There are some drawbacks to using battery-free technologies, however. Harvested energy is not always available, so device operation can be intermittent. This is challenging to develop applications for, as a loss of power causes volatile memory, like the stack and CPU registers, to be lost. Additionally, existing platforms do not support more advanced 32-bit microprocessors or specialized hardware accelerators, which limits what these systems can be used for. This, in particular, severely limits the execution of machine learning algorithms.
A cross-institutional collaboration led by the Georgia Institute of Technology has recently reported on the results of their efforts to remedy several of the roadblocks that are presently holding battery-free devices back. Their proposed platform, called Protean, seeks to enable adaptive and hardware-accelerated battery-free computing that can execute even data-intensive machine learning tasks.
As a part of their efforts, the team developed what they call SuperSensor, which is a modular plug-and-play hardware design with standardized interconnects. Using this platform, energy measurement and storage units can easily be combined with modern processors, hardware accelerators, multiple sensors, communications modules, and energy harvesters. This platform was inspired by SparkFun’s MicroMod ecosystem that makes it simple to separate each functional component, and to reconfigure systems for different applications.
To deal with the problem of variable levels of power availability, an adaptive task-based runtime system called Chameleon was created. Chameleon works to keep an application running by monitoring incoming energy — as energy inputs decrease, execution of a neural network, for example, could be switched from a hardware accelerator to a lower-power microcontroller unit. These different tiers of computation can be defined by programmers that specify how various functions should execute, depending on energy availability.
The final piece of the puzzle is a code generation tool called Metamorph. It was designed to provide an automated mechanism for generating intermittence-safe application code. The developer only needs to specify certain high-level design considerations, like the type of code to be generated, or in the case of a neural network, the number of layers. Metamorph then automatically generates relevant code that is intermittence safe. This framework also identifies data belonging to each task that needs to be saved across reboots after an interruption in execution.
The Protean system was evaluated using both audio and image workloads, and it was found that inference energy efficiency was increased by over 600 times when compared with existing technologies. Additionally, it was also discovered that Protean can offer up to 166% higher throughput.

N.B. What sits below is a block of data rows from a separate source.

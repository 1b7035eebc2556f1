//! Cuboid meshes for point clouds
use super::{Mesh, MeshBuilder, Vertex};
use crate::Point3;
use log::{debug, warn};
use nalgebra::{Vector2, Vector3};

/// Number of floats per sample: `x, y, z, confidence`
const STRIDE: usize = 4;

/// Vertices per cuboid (4 per face, unshared so that faces are flat-shaded)
const CUBE_VERTS: usize = 24;

/// Each face lists its outward normal and four corners, given as signs of the
/// half-extent
///
/// Corners are ordered so that triangles `(3, 1, 0)` and `(3, 2, 1)` are wound
/// counter-clockwise as seen from outside the cube.
const FACES: [([f32; 3], [[f32; 3]; 4]); 6] = [
    // -Y
    (
        [0.0, -1.0, 0.0],
        [
            [-1.0, -1.0, 1.0],
            [1.0, -1.0, 1.0],
            [1.0, -1.0, -1.0],
            [-1.0, -1.0, -1.0],
        ],
    ),
    // -X
    (
        [-1.0, 0.0, 0.0],
        [
            [-1.0, 1.0, -1.0],
            [-1.0, 1.0, 1.0],
            [-1.0, -1.0, 1.0],
            [-1.0, -1.0, -1.0],
        ],
    ),
    // +Z
    (
        [0.0, 0.0, 1.0],
        [
            [-1.0, 1.0, 1.0],
            [1.0, 1.0, 1.0],
            [1.0, -1.0, 1.0],
            [-1.0, -1.0, 1.0],
        ],
    ),
    // -Z
    (
        [0.0, 0.0, -1.0],
        [
            [1.0, 1.0, -1.0],
            [-1.0, 1.0, -1.0],
            [-1.0, -1.0, -1.0],
            [1.0, -1.0, -1.0],
        ],
    ),
    // +X
    (
        [1.0, 0.0, 0.0],
        [
            [1.0, 1.0, 1.0],
            [1.0, 1.0, -1.0],
            [1.0, -1.0, -1.0],
            [1.0, -1.0, 1.0],
        ],
    ),
    // +Y
    (
        [0.0, 1.0, 0.0],
        [
            [-1.0, 1.0, -1.0],
            [1.0, 1.0, -1.0],
            [1.0, 1.0, 1.0],
            [-1.0, 1.0, 1.0],
        ],
    ),
];

/// Texture coordinates for the four corners of every face
const FACE_UVS: [[f32; 2]; 4] =
    [[0.0, 1.0], [1.0, 1.0], [1.0, 0.0], [0.0, 0.0]];

/// Threading mode for point cloud meshing
#[derive(Copy, Clone, Debug, Default, PartialEq, Eq)]
pub enum ThreadCount {
    /// Build every cube on the calling thread
    #[default]
    One,

    /// Build cubes on a dedicated pool with this many workers
    #[cfg(feature = "rayon")]
    Many(std::num::NonZeroUsize),
}

/// A single worker is the same as [`ThreadCount::One`]
#[cfg(feature = "rayon")]
impl From<std::num::NonZeroUsize> for ThreadCount {
    fn from(n: std::num::NonZeroUsize) -> Self {
        if n.get() == 1 {
            Self::One
        } else {
            Self::Many(n)
        }
    }
}

/// Settings for point cloud meshing
#[derive(Copy, Clone, Debug, PartialEq)]
pub struct CloudSettings {
    /// Half the edge length of each cube, in world units
    pub half_extent: f32,

    /// Threads used to generate vertices
    pub threads: ThreadCount,
}

impl Default for CloudSettings {
    fn default() -> Self {
        Self {
            half_extent: 0.0025,
            threads: ThreadCount::One,
        }
    }
}

/// Builds a mesh with one small cube per sample, using default settings
///
/// `buffer` is a flat list of `x, y, z, confidence` samples.  Returns `None`
/// if it holds no complete samples.
pub fn build_point_cloud_mesh<M>(
    buffer: &[f32],
    material: M,
) -> Option<Mesh<M>> {
    CloudSettings::default().build(buffer, material)
}

impl CloudSettings {
    /// Builds a mesh with one cube per sample of `buffer`
    ///
    /// `buffer` is a flat list of `x, y, z, confidence` samples; confidence is
    /// currently ignored, and a trailing partial sample is dropped.  Returns
    /// `None` if the buffer holds no complete samples.
    pub fn build<M>(&self, buffer: &[f32], material: M) -> Option<Mesh<M>> {
        if buffer.len() % STRIDE != 0 {
            warn!(
                "point cloud buffer length {} is not a multiple of {STRIDE}",
                buffer.len()
            );
        }
        let count = buffer.len() / STRIDE;
        if count == 0 {
            return None;
        }

        let mut out =
            MeshBuilder::with_capacity(count * CUBE_VERTS, count * 12);
        out.extend(self.vertices(&buffer[..count * STRIDE]));
        for i in 0..count {
            for face in 0..FACES.len() {
                let base = i * CUBE_VERTS + face * 4;
                out.push(Vector3::new(base + 3, base + 1, base));
                out.push(Vector3::new(base + 3, base + 2, base + 1));
            }
        }

        let mesh = out.take(material);
        debug!(
            "built point cloud with {count} points, {} vertices, {} triangles",
            mesh.vertices.len(),
            mesh.triangles.len()
        );
        Some(mesh)
    }

    /// Generates the vertices of every cube, in sample order
    fn vertices(&self, buffer: &[f32]) -> Vec<Vertex> {
        let e = self.half_extent;
        match self.threads {
            ThreadCount::One => buffer
                .chunks_exact(STRIDE)
                .flat_map(|s| cuboid(Vector3::new(s[0], s[1], s[2]), e))
                .collect(),
            #[cfg(feature = "rayon")]
            ThreadCount::Many(n) => {
                use rayon::prelude::*;
                let run = || {
                    buffer
                        .par_chunks_exact(STRIDE)
                        .flat_map_iter(|s| {
                            cuboid(Vector3::new(s[0], s[1], s[2]), e)
                        })
                        .collect::<Vec<_>>()
                };
                match rayon::ThreadPoolBuilder::new()
                    .num_threads(n.get())
                    .build()
                {
                    Ok(pool) => pool.install(run),
                    Err(err) => {
                        warn!("could not build thread pool ({err}), using one");
                        run()
                    }
                }
            }
        }
    }
}

/// Returns the 24 vertices of a cube centered at `center`
fn cuboid(center: Point3, half_extent: f32) -> [Vertex; CUBE_VERTS] {
    std::array::from_fn(|i| {
        let (normal, corners) = &FACES[i / 4];
        let uv = FACE_UVS[i % 4];
        Vertex {
            pos: center + Vector3::from(corners[i % 4]) * half_extent,
            normal: Vector3::from(*normal),
            uv: Vector2::from(uv),
        }
    })
}

#[cfg(test)]
mod test {
    use super::*;
    use crate::mesh::test::check_winding;

    fn cloud(n: usize) -> Vec<f32> {
        (0..n)
            .flat_map(|i| {
                let t = i as f32;
                [t * 0.1, (t * 0.7).sin(), -t * 0.05, 0.5]
            })
            .collect()
    }

    #[test]
    fn empty() {
        assert!(build_point_cloud_mesh(&[], ()).is_none());
        assert!(build_point_cloud_mesh(&[1.0, 2.0, 3.0], ()).is_none());
    }

    #[test]
    fn three_points() {
        let mesh = build_point_cloud_mesh(&cloud(3), ()).unwrap();
        assert_eq!(mesh.vertices.len(), 72);
        assert_eq!(mesh.indices().len(), 108);
    }

    #[test]
    fn partial_sample_ignored() {
        let mut buf = cloud(2);
        buf.extend([9.0, 9.0]);
        let mesh = build_point_cloud_mesh(&buf, ()).unwrap();
        assert_eq!(mesh.vertices.len(), 48);
    }

    #[test]
    fn cubes_surround_samples() {
        let buf = cloud(5);
        let mesh = build_point_cloud_mesh(&buf, ()).unwrap();
        for (i, s) in buf.chunks_exact(4).enumerate() {
            let center = Vector3::new(s[0], s[1], s[2]);
            let verts = &mesh.vertices[i * CUBE_VERTS..(i + 1) * CUBE_VERTS];
            for v in verts {
                let d = v.pos - center;
                assert!(d.iter().all(|c| (c.abs() - 0.0025).abs() < 1e-6));
                assert_eq!(v.normal.norm(), 1.0);
                // Every vertex lies on the face that its normal points out of
                assert!((d.dot(&v.normal) - 0.0025).abs() < 1e-6);
            }
        }
    }

    #[test]
    fn winding() {
        let settings = CloudSettings {
            half_extent: 0.5,
            ..Default::default()
        };
        let mesh = settings.build(&cloud(4), ()).unwrap();
        check_winding(&mesh);
    }

    #[test]
    fn confidence_ignored() {
        let mut a = cloud(3);
        let b = build_point_cloud_mesh(&a, ()).unwrap();
        for s in a.chunks_exact_mut(4) {
            s[3] = 0.0;
        }
        assert_eq!(build_point_cloud_mesh(&a, ()).unwrap(), b);
    }

    #[cfg(feature = "rayon")]
    #[test]
    fn threaded_matches() {
        let buf = cloud(1000);
        let one = CloudSettings::default().build(&buf, ()).unwrap();
        let many = CloudSettings {
            threads: std::num::NonZeroUsize::new(4).unwrap().into(),
            ..Default::default()
        }
        .build(&buf, ())
        .unwrap();
        assert_eq!(one, many);
    }

    #[cfg(feature = "rayon")]
    #[test]
    fn thread_count_from() {
        let n = |v| std::num::NonZeroUsize::new(v).unwrap();
        assert_eq!(ThreadCount::from(n(1)), ThreadCount::One);
        assert_eq!(ThreadCount::from(n(3)), ThreadCount::Many(n(3)));
    }
}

The researchers consider their present work to be a starting point in creating more capable battery-free applications. To improve the system’s performance, they are now exploring how Chameleon can adapt to changing power availability within a particular hardware tier (e.g. accuracy trade-offs) rather than only switching between tiers. They are also evaluating how they can scale systems up and down by adjusting the number of cores that are active in multi-core processors. By simplifying the development process significantly, future versions of Protean may make battery-free computing devices a much more common sight.